L'emprise du clergé n'est plus celle qu'elle fut et la « pratique d'église » n'obséde guère les nouvelles générations. Le rituel a évolué nettement ainsi que l'attitude face au mourant ; les laïques sont de plus en plus confrontés à de nouvelles situations (un clergé qui devient plus rare, une nette déchristianisation du cadre de vie et de pensée, le marché de la mort, des familles éclatées, etc.). Un monde ancien s'en va, aidera-t-il à mettre en forme celui qui s'annonce ?

La côte apparaît en rupture complète avec l'intérieur. Ici la mort est traitée et évacuée hors du contexte de l'etxe et du cadre que constitue la société des voisins. Quant aux chrétiens, ici plus qu'ailleurs, ils doivent assumer leur foi au milieu de ce qui est au mieux indifférence.

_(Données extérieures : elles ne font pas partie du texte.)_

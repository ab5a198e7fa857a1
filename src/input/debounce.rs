//! Minimum-dwell hysteresis filter, applied independently to every logical line.
//!
//! A proposed transition is accepted only when at least `min_dwell_ticks` have
//! elapsed since the line's last accepted transition. Rejected transitions leave
//! the history untouched, so bounce shorter than the dwell never reaches the output.

use tracing::debug;

use crate::input::lines::LogicalLine;
use crate::input::state::RawInputSnapshot;
use crate::input::tick::DEFAULT_TICKS_PER_MS;

// Default dwell before a line may change state again
pub const DEFAULT_DEBOUNCE_MS: u64 = 5;

/// Last accepted value of a line and the tick it was accepted at.
#[derive(Debug, Clone, Copy, PartialEq, Eq, Default)]
pub struct ButtonHistory {
    pub state: bool,
    pub tick: u64,
}

#[derive(Debug, Clone, Copy, PartialEq, Eq)]
pub struct Debouncer {
    min_dwell_ticks: u64,
}

impl Debouncer {
    pub fn new(min_dwell_ticks: u64) -> Self {
        Self { min_dwell_ticks }
    }

    /// Dwell expressed in milliseconds at the given tick rate.
    pub fn from_millis(debounce_ms: u64, ticks_per_ms: u64) -> Self {
        Self::new(debounce_ms.saturating_mul(ticks_per_ms))
    }

    pub fn min_dwell_ticks(&self) -> u64 {
        self.min_dwell_ticks
    }

    /// Filters one raw value against its history and returns the value to use.
    pub fn debounce(&self, raw: bool, history: &mut ButtonHistory, now: u64) -> bool {
        if raw == history.state {
            return raw;
        }

        // Wrapping keeps the elapsed time correct across counter overflow
        let elapsed = now.wrapping_sub(history.tick);
        if elapsed < self.min_dwell_ticks {
            return history.state;
        }

        history.state = raw;
        history.tick = now;
        raw
    }
}

impl Default for Debouncer {
    fn default() -> Self {
        Self::from_millis(DEFAULT_DEBOUNCE_MS, DEFAULT_TICKS_PER_MS)
    }
}

/// Histories for every logical line, owned by the pipeline.
#[derive(Debug, Clone, Default)]
pub struct HistoryTable {
    entries: [ButtonHistory; LogicalLine::COUNT],
}

impl HistoryTable {
    pub fn get(&self, line: LogicalLine) -> ButtonHistory {
        self.entries[line.index()]
    }

    /// Debounces every line of `snapshot` in place.
    pub fn apply(&mut self, debouncer: &Debouncer, snapshot: &mut RawInputSnapshot, now: u64) {
        for line in LogicalLine::ALL {
            let raw = snapshot.get(line);
            let accepted = debouncer.debounce(raw, &mut self.entries[line.index()], now);
            if accepted != raw {
                debug!("Held {} at {} (bounce at tick {})", line, accepted, now);
            }
            snapshot.set(line, accepted);
        }
    }
}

Ce sont ces trois voies que nous avons explorées et plus particulièrement les premières, à savoir l'état du rituel funéraire actuel dans la montagne, le bas pays et la côte. Nous nous sommes attachés à décrire avec soin les pratiques et leurs variantes ; nous avons essayé de mettre en évidence les rapports entre individus et entre situations (afin de voir s'exprimer « la société des voisins » qui fonde notre culture mais qui, de nos jours, n'a guère intéressée l'ethnologie en Iparralde). Nous avons exploré le milieu urbanisé de la côte dans sons aspect le plus avancé sur la voie de la « modernisation ». Ça et là nous avons signalé des modifications récentes mais notre soucis fut surtout de fixer le monde où évoluait encore nos parents ; c'est ce témoignage que nous avons voulu construire, a la manière d'un solide point d'appui. Le résumé lui est consacré.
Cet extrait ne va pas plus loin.